Optimizing Inner Loop Copy

[Mark E. Fenner]

Hello all,

I have a code where my inner loop looks like:

allNew = []
for params in cases:
newObj = copy(initialObject)
newObj.modify(params)
allNew.append(newObj)
return allNew

and the copy is taking the majority (42%) of my execution time.
So, I'd like to speed up my copy. I had an explicit copy method that did
what was needed and returned a new object, but this was quite a bit slower
than using the standard lib copy.copy().

Here's my class of the objects being copied:

class Rule(list):
def __init__(self, lhs=None, rhs=None, nClasses=0, nCases=0):
self.nClasses = nClasses
self.nCases = nCases

if lhs is not None:
self.extend(lhs)

if rhs is None:
self.rhs=tuple()
else:
self.rhs=rhs

# as I mentioned, Rule.copy is slower than copy.copy
def copy(self):
r = Rule(self,
self.rhs,
self.nClasses,
self.nCases)
return r

Basically, the left hand side of a rule (e.g., a rule is a & b & c -> d) is
self and three other pieces of information are kept around, two ints and a
right hand side (e.g., (d, 5) meaning that d takes the value five ... all
the LHS elements are tuples as well).

As far as optimization goes, it seems I could write a custom __copy__
method, but a c.l.python search (sorry, forgot to bookmark the reference)
seemed to indicate that a special purpose __copy__ that copies all the
objects's attributes would lose out to the generic copy.copy(). This
doesn't seem quite right ... ideas?

Next option would be to rewrite the whole class in C. I haven't done C
extensions before and since most of the class is already a builtin list,
that seems like a lot of work for little gain.

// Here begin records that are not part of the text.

//! The standard connection/statement contract the query layer talks to.
//!
//! Emulated connections ([`crate::emulation`]) and any host-supplied native driver implement
//! these traits; [`DbMakerConnection`] wraps whichever one the connector picked.

pub mod database;
pub mod shared;

pub use database::DbMakerConnection;
pub use shared::SharedConnection;

use crate::error::DbMakerError;
use crate::results::CustomDbRow;
use crate::types::{ConnectionKind, ParamKey, RowValues};

/// A prepared statement with named or positional parameters.
pub trait DbStatement: Send {
    /// Bind (or re-bind) a parameter. An existing key keeps its position; a new key is appended.
    fn bind_value(&mut self, key: ParamKey, value: RowValues);

    /// Execute with the currently bound values.
    ///
    /// # Errors
    /// Returns `DbMakerError::DriverExecutionError` if the driver rejects the execution.
    fn execute(&mut self) -> Result<(), DbMakerError>;

    /// Next row of the current result, or `None` once exhausted.
    ///
    /// # Errors
    /// Returns `DbMakerError::DriverExecutionError` if the fetch fails.
    fn fetch(&mut self) -> Result<Option<CustomDbRow>, DbMakerError>;

    /// Drain the remaining rows.
    ///
    /// # Errors
    /// Returns the first fetch error; rows fetched before it are discarded.
    fn fetch_all(&mut self) -> Result<Vec<CustomDbRow>, DbMakerError>;

    /// Rows affected by the last execution. For a `SELECT` this may be an estimate or `-1`.
    ///
    /// # Errors
    /// Returns `DbMakerError::DriverExecutionError` if the driver call fails.
    fn row_count(&mut self) -> Result<i64, DbMakerError>;

    /// Bind `values` to positions `1..=n`.
    fn bind_positional(&mut self, values: &[RowValues]) {
        for (idx, value) in values.iter().enumerate() {
            self.bind_value(ParamKey::Positional(idx + 1), value.clone());
        }
    }
}

/// An open connection.
pub trait DbConnection: Send {
    /// Prepare `sql`, which may use `:name` or `?` placeholders.
    ///
    /// # Errors
    /// Returns `DbMakerError::DriverExecutionError` if the driver cannot prepare the text.
    fn prepare(&mut self, sql: &str) -> Result<Box<dyn DbStatement>, DbMakerError>;

    /// Run `sql` without parameters.
    ///
    /// # Errors
    /// Returns `DbMakerError::DriverExecutionError` on prepare or execute failure.
    fn exec(&mut self, sql: &str) -> Result<(), DbMakerError>;

    /// # Errors
    /// Returns `DbMakerError::DriverExecutionError` if autocommit cannot be switched off.
    fn begin_transaction(&mut self) -> Result<(), DbMakerError>;

    /// # Errors
    /// Returns `DbMakerError::DriverExecutionError` if the commit fails.
    fn commit(&mut self) -> Result<(), DbMakerError>;

    /// # Errors
    /// Returns `DbMakerError::DriverExecutionError` if the rollback fails.
    fn roll_back(&mut self) -> Result<(), DbMakerError>;

    /// Which connector path produced this connection.
    fn kind(&self) -> ConnectionKind;
}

Would Pyrex be a help here?
I don't think the relevant typing information (on the ints alone, I guess)
would get me very far ... and again, recoding the list stuff (by hand or by
Pyrex) in C is not going to get any gains (it might slow things down?).

It seems to me that shallow copies (of objects built from immutable types)
should be able to be speed up by memory mapping (somehow!). The top-level
list/rule should be the only new reference that needs to be created.

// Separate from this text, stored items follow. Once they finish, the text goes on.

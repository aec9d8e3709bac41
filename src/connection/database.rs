use std::fmt;

use tracing::{debug, warn};

use super::DbConnection;
use crate::config::DbMakerConfig;
use crate::error::DbMakerError;
use crate::query::{DbMakerProcessor, DbMakerQueryGrammar, QueryBuilder, QueryTranslator};
use crate::results::CustomDbRow;
use crate::schema::{DbMakerSchemaGrammar, SchemaBuilder};
use crate::types::{ConnectionKind, RowValues};

/// Framework-level DBMaker connection.
///
/// Wraps whichever [`DbConnection`] the connector selected and runs SQL with positional
/// bindings through it. Query and schema builders start here.
pub struct DbMakerConnection {
    conn: Box<dyn DbConnection>,
    table_prefix: String,
    index_prefix: String,
    query_grammar: DbMakerQueryGrammar,
    schema_grammar: DbMakerSchemaGrammar,
    processor: DbMakerProcessor,
}

impl DbMakerConnection {
    #[must_use]
    pub fn new(conn: Box<dyn DbConnection>) -> Self {
        Self {
            conn,
            table_prefix: String::new(),
            index_prefix: String::new(),
            query_grammar: DbMakerQueryGrammar,
            schema_grammar: DbMakerSchemaGrammar,
            processor: DbMakerProcessor,
        }
    }

    /// Wrap `conn` with the table prefix and index prefix of `config`.
    #[must_use]
    pub fn from_config(conn: Box<dyn DbConnection>, config: &DbMakerConfig) -> Self {
        Self::new(conn)
            .with_table_prefix(&config.prefix)
            .with_index_prefix(config.index_prefix())
    }

    #[must_use]
    pub fn with_table_prefix(mut self, prefix: &str) -> Self {
        self.table_prefix = prefix.to_string();
        self
    }

    #[must_use]
    pub fn with_index_prefix(mut self, prefix: &str) -> Self {
        self.index_prefix = prefix.to_string();
        self
    }

    #[must_use]
    pub fn table_prefix(&self) -> &str {
        &self.table_prefix
    }

    #[must_use]
    pub fn index_prefix(&self) -> &str {
        &self.index_prefix
    }

    #[must_use]
    pub fn kind(&self) -> ConnectionKind {
        self.conn.kind()
    }

    #[must_use]
    pub fn query_grammar(&self) -> &DbMakerQueryGrammar {
        &self.query_grammar
    }

    #[must_use]
    pub fn schema_grammar(&self) -> &DbMakerSchemaGrammar {
        &self.schema_grammar
    }

    #[must_use]
    pub fn processor(&self) -> DbMakerProcessor {
        self.processor
    }

    /// The underlying standard connection.
    pub fn raw(&mut self) -> &mut dyn DbConnection {
        self.conn.as_mut()
    }

    /// Builder over `table`, with the table prefix applied.
    pub fn table(&mut self, table: &str) -> QueryBuilder<'_> {
        let table = format!("{}{table}", self.table_prefix);
        QueryBuilder::new(self, table)
    }

    /// Builder over a system catalog table; never prefixed.
    pub fn catalog_table(&mut self, table: &str) -> QueryBuilder<'_> {
        QueryBuilder::new(self, table.to_string())
    }

    pub fn schema(&mut self) -> SchemaBuilder<'_> {
        SchemaBuilder::new(self)
    }

    /// # Errors
    /// Returns `DbMakerError::DriverExecutionError` if prepare, execute or fetch fails.
    pub fn select(
        &mut self,
        sql: &str,
        bindings: &[RowValues],
    ) -> Result<Vec<CustomDbRow>, DbMakerError> {
        debug!(sql, bindings = bindings.len(), "select");
        let mut stmt = self.conn.prepare(sql)?;
        stmt.bind_positional(bindings);
        stmt.execute()?;
        stmt.fetch_all()
    }

    /// First row of [`DbMakerConnection::select`].
    ///
    /// # Errors
    /// Same as [`DbMakerConnection::select`].
    pub fn select_one(
        &mut self,
        sql: &str,
        bindings: &[RowValues],
    ) -> Result<Option<CustomDbRow>, DbMakerError> {
        Ok(self.select(sql, bindings)?.into_iter().next())
    }

    /// # Errors
    /// Returns `DbMakerError::DriverExecutionError` if the statement fails.
    pub fn insert(&mut self, sql: &str, bindings: &[RowValues]) -> Result<(), DbMakerError> {
        self.statement(sql, bindings)
    }

    /// Prepare `sql` once and execute it for each row of values. Nothing runs for an empty
    /// slice.
    ///
    /// # Errors
    /// Returns the first `DbMakerError::DriverExecutionError`; earlier rows stay inserted.
    pub fn insert_rows(&mut self, sql: &str, rows: &[Vec<RowValues>]) -> Result<(), DbMakerError> {
        if rows.is_empty() {
            return Ok(());
        }
        debug!(sql, rows = rows.len(), "insert");
        let mut stmt = self.conn.prepare(sql)?;
        for values in rows {
            stmt.bind_positional(values);
            stmt.execute()?;
        }
        Ok(())
    }

    /// # Errors
    /// Returns `DbMakerError::DriverExecutionError` if the statement fails.
    pub fn update(&mut self, sql: &str, bindings: &[RowValues]) -> Result<i64, DbMakerError> {
        self.affecting_statement(sql, bindings)
    }

    /// # Errors
    /// Returns `DbMakerError::DriverExecutionError` if the statement fails.
    pub fn delete(&mut self, sql: &str, bindings: &[RowValues]) -> Result<i64, DbMakerError> {
        self.affecting_statement(sql, bindings)
    }

    /// # Errors
    /// Returns `DbMakerError::DriverExecutionError` if the statement fails.
    pub fn statement(&mut self, sql: &str, bindings: &[RowValues]) -> Result<(), DbMakerError> {
        debug!(sql, bindings = bindings.len(), "statement");
        let mut stmt = self.conn.prepare(sql)?;
        stmt.bind_positional(bindings);
        stmt.execute()
    }

    /// Run `sql` and return the driver's affected-row count.
    ///
    /// # Errors
    /// Returns `DbMakerError::DriverExecutionError` if the statement fails.
    pub fn affecting_statement(
        &mut self,
        sql: &str,
        bindings: &[RowValues],
    ) -> Result<i64, DbMakerError> {
        debug!(sql, bindings = bindings.len(), "affecting statement");
        let mut stmt = self.conn.prepare(sql)?;
        stmt.bind_positional(bindings);
        stmt.execute()?;
        stmt.row_count()
    }

    /// Run raw SQL without preparing bindings.
    ///
    /// # Errors
    /// Returns `DbMakerError::DriverExecutionError` if the statement fails.
    pub fn unprepared(&mut self, sql: &str) -> Result<(), DbMakerError> {
        debug!(sql, "unprepared");
        self.conn.exec(sql)
    }

    /// # Errors
    /// Returns `DbMakerError::DriverExecutionError` if the driver call fails.
    pub fn begin_transaction(&mut self) -> Result<(), DbMakerError> {
        self.conn.begin_transaction()
    }

    /// # Errors
    /// Returns `DbMakerError::DriverExecutionError` if the driver call fails.
    pub fn commit(&mut self) -> Result<(), DbMakerError> {
        self.conn.commit()
    }

    /// # Errors
    /// Returns `DbMakerError::DriverExecutionError` if the driver call fails.
    pub fn roll_back(&mut self) -> Result<(), DbMakerError> {
        self.conn.roll_back()
    }

    /// Run `work` inside a transaction: commit on `Ok`, roll back on `Err`.
    ///
    /// The error from `work` is returned even if the rollback fails too; the rollback failure
    /// is logged.
    ///
    /// # Errors
    /// Returns the error from `work`, or the begin/commit failure.
    pub fn transaction<T, F>(&mut self, work: F) -> Result<T, DbMakerError>
    where
        F: FnOnce(&mut Self) -> Result<T, DbMakerError>,
    {
        self.begin_transaction()?;
        match work(self) {
            Ok(value) => {
                self.commit()?;
                Ok(value)
            }
            Err(err) => {
                if let Err(rollback_err) = self.roll_back() {
                    warn!(error = %rollback_err, "rollback after failed transaction body failed");
                }
                Err(err)
            }
        }
    }

    /// # Errors
    /// Returns `DbMakerError::DriverExecutionError` if the statement fails.
    pub fn savepoint(&mut self, name: &str) -> Result<(), DbMakerError> {
        let sql = self.query_grammar.compile_savepoint(name);
        self.statement(&sql, &[])
    }

    /// # Errors
    /// Returns `DbMakerError::DriverExecutionError` if the statement fails.
    pub fn rollback_to_savepoint(&mut self, name: &str) -> Result<(), DbMakerError> {
        let sql = self.query_grammar.compile_savepoint_rollback(name);
        self.statement(&sql, &[])
    }
}

impl fmt::Debug for DbMakerConnection {
    fn fmt(&self, f: &mut fmt::Formatter<'_>) -> fmt::Result {
        f.debug_struct("DbMakerConnection")
            .field("kind", &self.conn.kind())
            .field("table_prefix", &self.table_prefix)
            .field("index_prefix", &self.index_prefix)
            .finish_non_exhaustive()
    }
}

Any quick answers or most likely directions to explore, would be greatly
appreciated.

Regards,
Mark

 

[Michael Spencer]

and the copy is taking the majority (42%) of my execution time.
So, I'd like to speed up my copy. I had an explicit copy method that did
what was needed and returned a new object, but this was quite a bit slower
than using the standard lib copy.copy().

How are you measuring? It seems to me that your Rule.copy method is a lot faster
than copy.copy:


where shell.timefunc is:
def _get_timer():
if sys.platform == "win32":
return time.clock
else:
return time.time
return

def timefunc(func, *args, **kwds):
timer = _get_timer()
count, totaltime = 0, 0
while totaltime < 0.5:
t1 = timer()
res = func(*args, **kwds)
t2 = timer()
totaltime += (t2-t1)
count += 1
if count > 1000:
unit = "usec"
timeper = totaltime * 1000000 / count
else:
unit = "msec"
timeper = totaltime * 1000 / count
return "%s(...) %s iterations, %.2f%s per call" % \
(func.__name__, count, timeper, unit)


Michael

 

[Mark E. Fenner]

How are you measuring? It seems to me that your Rule.copy method is a lot
faster than copy.copy:

'copy(...) 4498 iterations, 111.17usec per call'

Michael

Michael,

Thank you. I misinterpreted something somewhere ... the program is indeed
faster using Rule.copy. I need to look over the rest of my profiling data,
to see if I screwed up elsewhere as well.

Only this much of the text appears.